Posted by Amber on August 18,2012 | 12:20 AM
David Walsh and MONA sound like something right out of Nevada, USA's Black Rock Desert - an art festival that takes place there each year at the end of August called Burning Man. Wouldn't be surprised if Walsh has been before (and if he hasn't, he should go sometime - heck, he could take over the organization from what I can tell). Fascinating story - thank you. Makes me want to find out more about the history of Tasmania as well.
Posted by Joel Lippert on July 6,2012 | 02:30 AM
I'd just like to correct a mistake in the first paragraph. There was a community of Aboriginal people living outside the colonial settlement on the Bass Strait Islands, who have survived to this day. Therefore the Aborigines who were rounded up and moved to Flinders Island were some of the last, not the last. See: "The Aboriginal Tasmanians" by Lyndall Ryan for more info. It does no service to the Aboriginal community to write them out of existence. The description of "one of the most shameful chapters in British history" still stands.

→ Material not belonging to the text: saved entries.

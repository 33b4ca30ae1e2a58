/// Guest-mode draft endpoints
///
/// Anonymous clients identify themselves with an `X-Session-Id` header;
/// drafts live in memory until the user registers and imports them.
use crate::{
    context::AppContext,
    error::{ApiError, ApiResult},
    guest::{GuestItem, GuestList},
};
use axum::{
    extract::{Path, State},
    http::{HeaderMap, StatusCode},
    routing::{get, post},
    Json, Router,
};
use serde::Deserialize;

/// Build guest routes
pub fn routes() -> Router<AppContext> {
    Router::new()
        .route(
            "/api/guest-lists",
            post(add_list).get(get_lists).delete(clear_lists),
        )
        .route(
            "/api/guest-list/:id/guest-items",
            post(add_item).delete(clear_items),
        )
        .route("/api/guest-list/:id/guest-items/:list_id", get(get_items))
}

fn session_id(headers: &HeaderMap) -> ApiResult<String> {
    headers
        .get("x-session-id")
        .and_then(|v| v.to_str().ok())
        .map(|s| s.to_string())
        .ok_or_else(|| ApiError::Authentication("Missing X-Session-Id header".to_string()))
}

#[derive(Debug, Deserialize)]
struct GuestListRequest {
    name: String,
}

#[derive(Debug, Deserialize)]
struct GuestItemRequest {
    #[serde(rename = "list_id")]
    list_id: i64,
    name: String,
    count: f64,
    #[serde(default)]
    purchased: bool,
}

/// Create a draft list for the guest session
async fn add_list(
    State(ctx): State<AppContext>,
    headers: HeaderMap,
    Json(req): Json<GuestListRequest>,
) -> ApiResult<Json<GuestList>> {
    let session = session_id(&headers)?;

    Ok(Json(ctx.guest.add_list(&session, req.name)))
}

/// All draft lists of the guest session
async fn get_lists(
    State(ctx): State<AppContext>,
    headers: HeaderMap,
) -> ApiResult<Json<Vec<GuestList>>> {
    let session = session_id(&headers)?;

    Ok(Json(ctx.guest.lists(&session)))
}

/// Forget the session's draft lists
async fn clear_lists(State(ctx): State<AppContext>, headers: HeaderMap) -> ApiResult<StatusCode> {
    let session = session_id(&headers)?;
    ctx.guest.clear_lists(&session);

    Ok(StatusCode::NO_CONTENT)
}

/// Add a draft item to one of the session's draft lists
async fn add_item(
    State(ctx): State<AppContext>,
    headers: HeaderMap,
    Json(req): Json<GuestItemRequest>,
) -> ApiResult<Json<GuestItem>> {
    let session = session_id(&headers)?;

    Ok(Json(ctx.guest.add_item(
        &session,
        req.list_id,
        req.name,
        req.count,
        req.purchased,
    )))
}

/// Draft items of one draft list
async fn get_items(
    State(ctx): State<AppContext>,
    headers: HeaderMap,
    Path((_id, list_id)): Path<(i64, i64)>,
) -> ApiResult<Json<Vec<GuestItem>>> {
    let session = session_id(&headers)?;

    Ok(Json(ctx.guest.items(&session, list_id)))
}

/// Forget the session's draft items
async fn clear_items(State(ctx): State<AppContext>, headers: HeaderMap) -> ApiResult<StatusCode> {
    let session = session_id(&headers)?;
    ctx.guest.clear_items(&session);

    Ok(StatusCode::NO_CONTENT)
}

Posted by Linda Seaborn on May 27,2012 | 04:00 AM
In that confidence. A red rose near a prominent stable, a white dream where the sound of that candle appears in the sky. Francesco Sinibaldi
Posted by Francesco Sinibaldi on May 12,2012 | 08:17 AM
I was born in Tasmania and feel very proud that MONA was developed there. Presently I live just out of Melbourne, just at the start of the Great Ocean Road, the most travelled tourist route in the World. I am a Member of the National Gallery of Victoria and visit other Australian galleries frequently! But, have not managed to get down to 'Tassie' as it is known here! The article, written by an Australian, I understand, paints an inviting picture. Despite the authors comments, and as much as I would like to visit, it is not considered mainstream here! I have visited NYC prior to 9/11 and had the pleasure of having a gin and tonic at Windows on the World at the now demolished World Trade Centre. Next day we flew Concorde to London!!!
Posted by Ronald Begg on May 8,2012 | 02:03 PM
What a great, fascinating, evocative piece! I love Tony Perottet's work - it's always interesting and so well-written!
Posted by sunbad on April 25,2012 | 01:44 AM
Great article. An insight into a unique character. I good friend of mine went to the MONA Launch. Said it was exquisitely bizarre. Have to get down there. The Festival is the time to go apparently.
Posted by Anthony J. Langford on April 24,2012 | 07:38 PM
Very entertaining article prompting tons of google searches!
Posted by Todd on April 22,2012 | 09:30 AM
I really enjoyed the article on Tasmania,especially about Mr. David Walsh. People who are visionaries, use their own funds too share what they love with their homeland is rare.Kudos to Mr. Walsh and Mr. Perrottet for their insight and foresight. ( Mr. Walsh and I have a lot in common, another time perhaps.)
Posted by DAN DESMOND on April 21,2012 | 01:44 PM
We lived in Melbourne, Australia about 10 years ago, and made a visit to Tasmania. It is a great place! I was surprised at the lovely city of Hobart, and all the things to see and do on the island. One of the places on the planet I would definitely live if I had my druthers.